I'll be using it to post here more frequently I think.
Magpie RSS – PHP RSS Parser looks like a useful little utility. I'm using a combination of Perl scripts (my own customized ones and some I've downloaded) to generate the pages on news.tnir.org, but this may be useful.
I'll probably have to keep my own customized scripts around, though. They are more tolerant of wonky RSS feeds (plain text of full HTML for instance).
iTunes Music Store RSS Generator is an excellent little tool you can use to spruce up your own home page.
macosxhints – Creating LDAP address book entries to share is a useful little article that talks about LDAP and how to set it up for use on Mac clients in their Address Book.
Over on MacRumors there is speculation that Apple will be using a new PPC 975 CPU in its upcoming lineup rev in late March. The PPC 975 is said to be based on IBM's POWER5 architecture and, furthermore, to include hyperthreading. They may not call it “hyperthreading”; that word is too closely associated with Intel technology.
Imagine, if you will, a dual-CPU 975 machine running at 3GHz. To the OS, it will look like an 3GHz, 4-CPU machine.
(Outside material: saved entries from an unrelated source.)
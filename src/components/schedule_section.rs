//! Schedule Section Component
//!
//! Weekly schedule grouped by day, with an add/edit form in edit mode.

use content_store::{ScheduleEvent, Weekday};
use leptos::prelude::*;

use crate::components::DeleteConfirmButton;
use crate::context::use_content;
use crate::media;
use crate::store::{use_ui_store, UiStateStoreFields};

#[component]
pub fn ScheduleSection() -> impl IntoView {
    let content = use_content();
    let ui = use_ui_store();

    let (day, set_day) = signal(Weekday::Mon);
    let (time, set_time) = signal(String::new());
    let (title_en, set_title_en) = signal(String::new());
    let (title_zh, set_title_zh) = signal(String::new());
    let (location, set_location) = signal(String::new());

    let reset_form = move || {
        set_day.set(Weekday::Mon);
        set_time.set(String::new());
        set_title_en.set(String::new());
        set_title_zh.set(String::new());
        set_location.set(String::new());
        ui.editing_event().set(None);
    };

    let start_edit = move |event: ScheduleEvent| {
        set_day.set(event.day);
        set_time.set(event.time);
        set_title_en.set(event.title_en);
        set_title_zh.set(event.title_zh);
        set_location.set(event.location.unwrap_or_default());
        ui.editing_event().set(Some(event.id));
    };

    let submit = move |ev: web_sys::SubmitEvent| {
        ev.prevent_default();
        let title = title_en.get_untracked();
        if title.trim().is_empty() {
            return;
        }
        let place = location.get_untracked();
        let editing = ui.editing_event().get_untracked();
        let event = ScheduleEvent {
            id: editing.clone().unwrap_or_else(media::new_id),
            day: day.get_untracked(),
            time: time.get_untracked(),
            title_en: title,
            title_zh: title_zh.get_untracked(),
            location: (!place.trim().is_empty()).then_some(place),
            kind: None,
        };
        match editing {
            Some(_) => content.update_schedule_event(event),
            None => content.add_schedule_event(event),
        }
        reset_form();
    };

    let day_column = move |d: Weekday| {
        view! {
            <div class="schedule-day">
                <h3 class="schedule-day-name">{d.full_name()}</h3>
                {move || {
                    content
                        .with_schedule(|events| {
                            events.iter().filter(|e| e.day == d).cloned().collect::<Vec<_>>()
                        })
                        .into_iter()
                        .map(|event| {
                            let id = event.id.clone();
                            let for_edit = event.clone();
                            view! {
                                <div class="schedule-card">
                                    <span class="schedule-time">{event.time.clone()}</span>
                                    <span class="schedule-title">{event.title_en.clone()}</span>
                                    {(!event.title_zh.is_empty())
                                        .then(|| view! { <span class="schedule-title-zh">{event.title_zh.clone()}</span> })}
                                    {event.location.clone().map(|l| view! { <span class="schedule-location">{l}</span> })}
                                    <Show when=move || ui.edit_mode().get()>
                                        <div class="card-admin">
                                            <button
                                                class="edit-btn"
                                                on:click={
                                                    let for_edit = for_edit.clone();
                                                    move |_| start_edit(for_edit.clone())
                                                }
                                            >
                                                "Edit"
                                            </button>
                                            <DeleteConfirmButton
                                                button_class="card-delete"
                                                on_confirm={
                                                    let id = id.clone();
                                                    Callback::new(move |_| content.delete_schedule_event(&id))
                                                }
                                            />
                                        </div>
                                    </Show>
                                </div>
                            }
                        })
                        .collect_view()
                }}
            </div>
        }
    };

    view! {
        <section id="schedule" class="schedule">
            <div class="section-header">
                <div>
                    <h2>"Schedule"</h2>
                    <p class="section-subtitle">"Filming days, editing blocks, and matches."</p>
                </div>
            </div>

            <div class="schedule-grid">
                {Weekday::ALL.into_iter().map(day_column).collect_view()}
            </div>

            <Show when=move || ui.edit_mode().get()>
                <form class="schedule-form" on:submit=submit>
                    <h3>
                        {move || if ui.editing_event().get().is_some() { "Edit Event" } else { "Add Event" }}
                    </h3>
                    <select
                        prop:value=move || day.get().short_name()
                        on:change=move |ev| {
                            if let Some(d) = Weekday::from_short_name(&event_target_value(&ev)) {
                                set_day.set(d);
                            }
                        }
                    >
                        {Weekday::ALL
                            .into_iter()
                            .map(|d| view! { <option value=d.short_name()>{d.full_name()}</option> })
                            .collect_view()}
                    </select>
                    <input
                        type="text"
                        placeholder="10:00 - 12:00"
                        prop:value=move || time.get()
                        on:input=move |ev| set_time.set(event_target_value(&ev))
                    />
                    <input
                        type="text"
                        placeholder="Title (English)"
                        prop:value=move || title_en.get()
                        on:input=move |ev| set_title_en.set(event_target_value(&ev))
                    />
                    <input
                        type="text"
                        placeholder="Title (Chinese)"
                        prop:value=move || title_zh.get()
                        on:input=move |ev| set_title_zh.set(event_target_value(&ev))
                    />
                    <input
                        type="text"
                        placeholder="Location"
                        prop:value=move || location.get()
                        on:input=move |ev| set_location.set(event_target_value(&ev))
                    />
                    <div class="form-actions">
                        <button type="submit">"Save Changes"</button>
                        <button type="button" class="cancel-btn" on:click=move |_| reset_form()>
                            "Cancel"
                        </button>
                    </div>
                </form>
            </Show>
        </section>
    }
}
//! Durable Storage
//!
//! Abstract string key-value storage, shaped after the Web Storage API.
//! Backends are single-threaded; every method takes `&self`.

mod memory;
#[cfg(feature = "web")]
mod browser;

pub use memory::MemoryStorage;
#[cfg(feature = "web")]
pub use browser::BrowserStorage;

use crate::error::StorageResult;

/// String key-value storage surviving across sessions
pub trait KeyValueStorage {
    /// Read a value. `Ok(None)` if the key was never written.
    fn get_item(&self, key: &str) -> StorageResult<Option<String>>;

    /// Write a value, replacing any previous one.
    fn set_item(&self, key: &str, value: &str) -> StorageResult<()>;

    /// Delete a key. Removing a missing key is not an error.
    fn remove_item(&self, key: &str) -> StorageResult<()>;
}

impl<S: KeyValueStorage + ?Sized> KeyValueStorage for &S {
    fn get_item(&self, key: &str) -> StorageResult<Option<String>> {
        (**self).get_item(key)
    }

    fn set_item(&self, key: &str, value: &str) -> StorageResult<()> {
        (**self).set_item(key, value)
    }

    fn remove_item(&self, key: &str) -> StorageResult<()> {
        (**self).remove_item(key)
    }
}
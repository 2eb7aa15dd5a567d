//! Hero Section Component
//!
//! Full-width cover image with the profile picture. In edit mode both images
//! can be replaced from a local file.

use leptos::prelude::*;
use leptos::task::spawn_local;

use crate::context::use_content;
use crate::media;
use crate::store::{use_ui_store, UiStateStoreFields};

#[component]
pub fn HeroSection() -> impl IntoView {
    let content = use_content();
    let ui = use_ui_store();

    let on_hero_file = move |ev: web_sys::Event| {
        let Some(file) = media::first_file(&ev) else { return };
        spawn_local(async move {
            match media::read_as_data_url(&file).await {
                Ok(url) => content.set_hero_image(url),
                Err(e) => media::report_read_failure(&e),
            }
        });
    };

    let on_profile_file = move |ev: web_sys::Event| {
        let Some(file) = media::first_file(&ev) else { return };
        spawn_local(async move {
            match media::read_as_data_url(&file).await {
                Ok(url) => content.set_profile_image(url),
                Err(e) => media::report_read_failure(&e),
            }
        });
    };

    view! {
        <section
            id="hero"
            class="hero"
            style=move || content.with_hero_image(|url| format!("background-image: url('{}')", url))
        >
            <div class="hero-overlay">
                <img class="hero-profile" src=move || content.with_profile_image(str::to_string) alt="Rilliex" />
                <h1 class="hero-title">"Rilliex"</h1>
                <p class="hero-subtitle">"Creator & Athlete"</p>
                <p class="hero-desc">
                    "Redefining tennis entertainment. Trick shots, vlogs, and high-performance tennis on the red clay."
                </p>
                <a class="hero-cta" href="#gallery">"Watch Highlights"</a>

                <Show when=move || ui.edit_mode().get()>
                    <div class="hero-admin">
                        <label class="file-btn">
                            "Change Background"
                            <input type="file" accept="image/*" class="hidden" on:change=on_hero_file />
                        </label>
                        <label class="file-btn">
                            "Change Profile Photo"
                            <input type="file" accept="image/*" class="hidden" on:change=on_profile_file />
                        </label>
                    </div>
                </Show>
            </div>
        </section>
    }
}
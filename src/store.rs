//! View State Store
//!
//! Uses Leptos reactive_stores for fine-grained reactivity over state that
//! is never persisted.

use leptos::prelude::*;
use reactive_stores::Store;
use content_store::GalleryItem;

#[derive(Clone, Debug, Default, Store)]
pub struct UiState {
    /// Editing controls visible
    pub edit_mode: bool,
    /// Gallery item open in the lightbox
    pub lightbox: Option<GalleryItem>,
    /// Schedule event loaded into the form
    pub editing_event: Option<String>,
    /// Social link loaded into the form
    pub editing_link: Option<String>,
}

/// Type alias for the store
pub type UiStore = Store<UiState>;

/// Get the view store from context
pub fn use_ui_store() -> UiStore {
    expect_context::<UiStore>()
}

// ========================
// Store Helper Functions
// ========================

/// Flip edit mode, dropping any half-edited form
pub fn store_toggle_edit_mode(store: &UiStore) {
    let enabled = !store.edit_mode().get_untracked();
    store.edit_mode().set(enabled);
    if !enabled {
        store.editing_event().set(None);
        store.editing_link().set(None);
    }
    log::info!("Edit mode {}", if enabled { "on" } else { "off" });
}

pub fn store_open_lightbox(store: &UiStore, item: GalleryItem) {
    store.lightbox().set(Some(item));
}

pub fn store_close_lightbox(store: &UiStore) {
    store.lightbox().set(None);
}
Optimally, that would make it about (3×4=12 / 2×2=4 == 12/4) 3 times faster than a dual 2GHz G5. The speculation mentioned above mentions a dual-core variant, the PPC 976, which would double the number of CPUs again, making the same dual machine look like it has 8 3GHz CPUs (6x faster than a dual 2GHz G5). And that does not include the speed factor difference of going from POWER4 to POWER5 architectures. POWER5 includes an on-die memory controller, much like the AMD CPUs, which cuts memory latency in half. On the other hand, if experience with Intel is any indication, most apps won't take advantage of hyperthreading.
Some of this speculation is backed up by an upcoming IBM POWER event, as noted by internet news (via MacRumors). IBM is announcing “a slew of news announcement surrounding POWER architecture”, according to an IBM spokesperson quoted in that article. How does this tie in with the rumoured upcoming rev to the Apple lineup sometime around March 23rd? Wouldn't we like to know!